> WORK ITEM
In the listing below, how many lines contain the string "transfer"? Answer with the number only.

━━━━━━━━

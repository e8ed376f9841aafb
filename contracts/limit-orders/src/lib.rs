#![no_std]

//! # Tideswap Limit Orders
//!
//! Fill-or-keep limit orders over tideswap pools. Orders escrow their input
//! on creation and a keeper-driven `check_and_execute` pass fills whichever
//! ones the pool price has reached, re-arming itself for the next ledger
//! while live orders remain.
//!
//! ## Functions:
//! - Write (4): initialize, create_limit_order, cancel_limit_order, check_and_execute
//! - Read (5): get_limit_order, get_limit_orders_count, get_active_count,
//!   get_trigger_state, get_config

use soroban_sdk::{contract, contractimpl, token, Address, Env};

use tideswap_order_core::{
    arm, disarm, fetch_pool_snapshot, lookup_pool, next_ledger, price_condition_met, try_pool_swap,
    zero_for_one_for_side, ReentrancyGuard,
};

mod error;
mod events;
mod storage;
mod types;

pub use error::LimitOrderError;
use events::*;
use storage::*;
pub use types::*;

/// Orders examined per trigger pass; the remainder waits for the next run
const MAX_ORDERS_PER_CHECK: u32 = 10;

#[contract]
pub struct TideswapLimitOrders;

#[contractimpl]
impl TideswapLimitOrders {
    // ========================================================
    // INITIALIZATION
    // ========================================================

    pub fn initialize(env: Env, factory: Address) -> Result<(), LimitOrderError> {
        if is_initialized(&env) {
            return Err(LimitOrderError::AlreadyInitialized);
        }

        write_config(&env, &LimitOrderConfig { factory: factory.clone() });
        set_initialized(&env);

        emit_initialized(&env, &factory);

        Ok(())
    }

    // ========================================================
    // ORDER LIFECYCLE
    // ========================================================

    /// Create a limit order, escrowing `amount_in` from the owner.
    ///
    /// The side must agree with the token ordering: a sell disposes of
    /// token0 (`token_in < token_out`), a buy acquires it. Arms the trigger
    /// when this is the first live order.
    #[allow(clippy::too_many_arguments)]
    pub fn create_limit_order(
        env: Env,
        owner: Address,
        token_in: Address,
        token_out: Address,
        fee_ppm: u32,
        amount_in: i128,
        min_amount_out: i128,
        limit_sqrt_price_x64: u128,
        side: OrderSide,
        expiry_ledger: u32,
    ) -> Result<u64, LimitOrderError> {
        owner.require_auth();
        let _guard = ReentrancyGuard::lock(&env);

        if !is_initialized(&env) {
            return Err(LimitOrderError::NotInitialized);
        }
        if token_in == token_out {
            return Err(LimitOrderError::InvalidTokenPair);
        }
        if amount_in <= 0 || min_amount_out < 0 {
            return Err(LimitOrderError::InvalidAmount);
        }
        if limit_sqrt_price_x64 == 0 {
            return Err(LimitOrderError::InvalidPrice);
        }
        if expiry_ledger <= env.ledger().sequence() {
            return Err(LimitOrderError::InvalidExpiry);
        }
        if zero_for_one_for_side(side) != (token_in < token_out) {
            return Err(LimitOrderError::InvalidSide);
        }

        token::Client::new(&env, &token_in).transfer(
            &owner,
            &env.current_contract_address(),
            &amount_in,
        );

        let id = next_order_id(&env);
        let order = LimitOrder {
            id,
            owner: owner.clone(),
            token_in: token_in.clone(),
            token_out: token_out.clone(),
            fee_ppm,
            amount_in,
            min_amount_out,
            limit_sqrt_price_x64,
            side,
            expiry_ledger,
            filled: false,
            cancelled: false,
        };
        write_order(&env, &order);

        let live = active_list_push(&env, id) + 1;
        if live == 1 {
            arm(&env, |e, wake| write_trigger(e, wake), next_ledger(&env));
        }

        emit_order_created(
            &env,
            id,
            &owner,
            &token_in,
            &token_out,
            amount_in,
            limit_sqrt_price_x64,
            expiry_ledger,
        );

        Ok(id)
    }

    /// Cancel a live order and refund its escrow. Owner only.
    pub fn cancel_limit_order(env: Env, id: u64) -> Result<(), LimitOrderError> {
        let _guard = ReentrancyGuard::lock(&env);

        let mut order = read_order(&env, id).ok_or(LimitOrderError::OrderNotFound)?;
        order.owner.require_auth();

        if order.is_terminal() {
            return Err(LimitOrderError::OrderNotActive);
        }

        order.cancelled = true;
        write_order(&env, &order);
        active_list_remove_id(&env, id);

        token::Client::new(&env, &order.token_in).transfer(
            &env.current_contract_address(),
            &order.owner,
            &order.amount_in,
        );

        emit_order_cancelled(&env, id, &order.owner, order.amount_in);

        Ok(())
    }

    // ========================================================
    // TRIGGER
    // ========================================================

    /// Keeper entry point: walk the active list, fill what the price has
    /// reached, sweep what has expired, and report when to call again.
    ///
    /// A missing pool or a rejected swap skips the entry for this pass; it
    /// stays live and is retried on the next one.
    pub fn check_and_execute(env: Env) -> NextWake {
        let _guard = ReentrancyGuard::lock(&env);

        let config = match read_config(&env) {
            Some(config) => config,
            None => return NextWake::idle(),
        };

        let sequence = env.ledger().sequence();
        let mut index: u32 = 0;
        let mut checked: u32 = 0;
        let mut filled: u32 = 0;

        while checked < MAX_ORDERS_PER_CHECK && index < read_active_count(&env) {
            checked += 1;

            let id = match read_active_slot(&env, index) {
                Some(id) => id,
                None => {
                    index += 1;
                    continue;
                }
            };
            let mut order = match read_order(&env, id) {
                Some(order) => order,
                None => {
                    // Stale slot; drop it and re-examine this index
                    active_list_swap_remove(&env, index);
                    continue;
                }
            };

            if order.is_terminal() {
                active_list_swap_remove(&env, index);
                continue;
            }

            if sequence >= order.expiry_ledger {
                order.cancelled = true;
                write_order(&env, &order);
                active_list_swap_remove(&env, index);
                token::Client::new(&env, &order.token_in).transfer(
                    &env.current_contract_address(),
                    &order.owner,
                    &order.amount_in,
                );
                emit_order_expired(&env, id, &order.owner, order.amount_in);
                continue;
            }

            let pool = match lookup_pool(
                &env,
                &config.factory,
                &order.token_in,
                &order.token_out,
                order.fee_ppm,
            ) {
                Some(pool) => pool,
                None => {
                    index += 1;
                    continue;
                }
            };
            let snapshot = match fetch_pool_snapshot(&env, &pool) {
                Some(snapshot) => snapshot,
                None => {
                    index += 1;
                    continue;
                }
            };

            if !price_condition_met(
                order.side,
                snapshot.sqrt_price_x64,
                order.limit_sqrt_price_x64,
            ) {
                index += 1;
                continue;
            }

            let outcome = match try_pool_swap(
                &env,
                &pool,
                &order.token_in,
                &order.owner,
                zero_for_one_for_side(order.side),
                order.amount_in,
                order.limit_sqrt_price_x64,
                order.min_amount_out,
            ) {
                Some(outcome) => outcome,
                None => {
                    index += 1;
                    continue;
                }
            };

            order.filled = true;
            write_order(&env, &order);
            active_list_swap_remove(&env, index);
            filled += 1;
            emit_order_filled(&env, id, &order.owner, order.amount_in, outcome.amount_out);
        }

        let wake = if read_active_count(&env) > 0 {
            arm(&env, |e, w| write_trigger(e, w), next_ledger(&env))
        } else {
            emit_idle(&env);
            disarm(&env, |e, w| write_trigger(e, w))
        };

        emit_trigger_checked(&env, checked, filled, &wake);
        wake
    }

    // ========================================================
    // VIEWS
    // ========================================================

    pub fn get_limit_order(env: Env, id: u64) -> Result<LimitOrder, LimitOrderError> {
        read_order(&env, id).ok_or(LimitOrderError::OrderNotFound)
    }

    /// Total orders ever created
    pub fn get_limit_orders_count(env: Env) -> u64 {
        read_order_count(&env)
    }

    pub fn get_active_count(env: Env) -> u32 {
        read_active_count(&env)
    }

    pub fn get_trigger_state(env: Env) -> NextWake {
        read_trigger(&env)
    }

    pub fn get_config(env: Env) -> Result<LimitOrderConfig, LimitOrderError> {
        read_config(&env).ok_or(LimitOrderError::NotInitialized)
    }
}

━━━━━━━━

> RESPONSE TO THE EXERCISE
3